**What the task asks**.
Starting at the top of the data and ending with the line that holds "const ADMIN_DATABASES: [&str;", transcribe each line exactly; include both ends.

::::

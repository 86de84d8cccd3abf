//! Throwaway Postgres databases for integration tests.

mod error;

pub use error::{Error, Result};

use std::{env, future::Future, str::FromStr, thread};

use sqlx::{
	ConnectOptions, Connection, Executor,
	postgres::{PgConnectOptions, PgConnection},
};
use tokio::runtime::Builder;
use uuid::Uuid;

pub const DSN_ENV: &str = "TRENDWATCH_PG_DSN";

const ADMIN_DATABASES: [&str; 2] = ["postgres", "template1"];

/// A freshly created database, dropped on [`TestDatabase::cleanup`] or on drop.
pub struct TestDatabase {
	name: String,
	dsn: String,
	admin_options: PgConnectOptions,
	cleaned: bool,
}
impl TestDatabase {
	pub async fn new(base_dsn: &str) -> Result<Self> {
		let base_options: PgConnectOptions = PgConnectOptions::from_str(base_dsn)
			.map_err(|err| Error::Message(format!("Failed to parse {DSN_ENV}: {err}.")))?;
		let (admin_options, mut admin_conn) = connect_admin(&base_options).await?;
		let name = format!("trendwatch_test_{}", Uuid::new_v4().simple());
		let create_sql = format!(r#"CREATE DATABASE "{name}""#);

		admin_conn
			.execute(create_sql.as_str())
			.await
			.map_err(|err| Error::Message(format!("Failed to create test database: {err}.")))?;

		let dsn = base_options.clone().database(&name).to_url_lossy().to_string();

		Ok(Self { name, dsn, admin_options, cleaned: false })
	}

	pub fn dsn(&self) -> &str {
		&self.dsn
	}

	pub fn name(&self) -> &str {
		&self.name
	}

	pub async fn cleanup(mut self) -> Result<()> {
		self.cleanup_inner().await
	}

	async fn cleanup_inner(&mut self) -> Result<()> {
		if self.cleaned {
			return Ok(());
		}

		cleanup_database(&self.name, &self.admin_options).await?;

		self.cleaned = true;

		Ok(())
	}
}
impl Drop for TestDatabase {
	fn drop(&mut self) {
		if self.cleaned {
			return;
		}

		let name = self.name.clone();
		let admin_options = self.admin_options.clone();
		// Drop may run inside a runtime, so cleanup gets its own thread and runtime.
		let cleanup_thread = thread::spawn(move || {
			let runtime = match Builder::new_current_thread().enable_all().build() {
				Ok(runtime) => runtime,
				Err(err) => {
					eprintln!("Test database cleanup failed: {err}.");

					return;
				},
			};

			if let Err(err) = runtime.block_on(cleanup_database(&name, &admin_options)) {
				eprintln!("Test database cleanup failed: {err}.");
			}
		});
		let _ = cleanup_thread.join();
	}
}

pub fn env_dsn() -> Option<String> {
	env::var(DSN_ENV).ok().filter(|dsn| !dsn.trim().is_empty())
}

pub async fn with_test_db<F, Fut, T>(base_dsn: &str, f: F) -> Result<T>
where
	F: FnOnce(&TestDatabase) -> Fut,
	Fut: Future<Output = Result<T>>,
{
	let db = TestDatabase::new(base_dsn).await?;
	let result = f(&db).await;
	let mut db = db;

	if let Err(err) = db.cleanup_inner().await {
		eprintln!("Test database cleanup warning: {err}.");

		if result.is_ok() {
			return Err(err);
		}
	}

	result
}

async fn connect_admin(
	base_options: &PgConnectOptions,
) -> Result<(PgConnectOptions, PgConnection)> {
	let mut last_err = None;

	for database in ADMIN_DATABASES {
		let options = base_options.clone().database(database);

		match PgConnection::connect_with(&options).await {
			Ok(conn) => return Ok((options, conn)),
			Err(err) => last_err = Some(err),
		}
	}

	Err(Error::Message(format!("Failed to connect to an admin database: {last_err:?}.")))
}

async fn cleanup_database(name: &str, admin_options: &PgConnectOptions) -> Result<()> {
	let mut conn = PgConnection::connect_with(admin_options).await.map_err(|err| {
		Error::Message(format!("Failed to connect to admin database for cleanup: {err}."))
	})?;
	let drop_sql = format!(r#"DROP DATABASE IF EXISTS "{name}""#);
	let _ = sqlx::query(
		"\
SELECT pg_terminate_backend(pid)
FROM pg_stat_activity
WHERE datname = $1 AND pid <> pg_backend_pid()",
	)
	.bind(name)
	.fetch_all(&mut conn)
	.await;

	sqlx::query(drop_sql.as_str())
		.execute(&mut conn)
		.await
		.map_err(|err| Error::Message(format!("Failed to drop test database: {err}.")))?;

	Ok(())
}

::::

**Output for this task**.
repository 86de84d8cccd3abf
//! Throwaway Postgres databases for integration tests.

mod error;

pub use error::{Error, Result};

use std::{env, future::Future, str::FromStr, thread};

use sqlx::{
	ConnectOptions, Connection, Executor,
	postgres::{PgConnectOptions, PgConnection},
};
use tokio::runtime::Builder;
use uuid::Uuid;

pub const DSN_ENV: &str = "TRENDWATCH_PG_DSN";

const ADMIN_DATABASES: [&str; 2] = ["postgres", "template1"];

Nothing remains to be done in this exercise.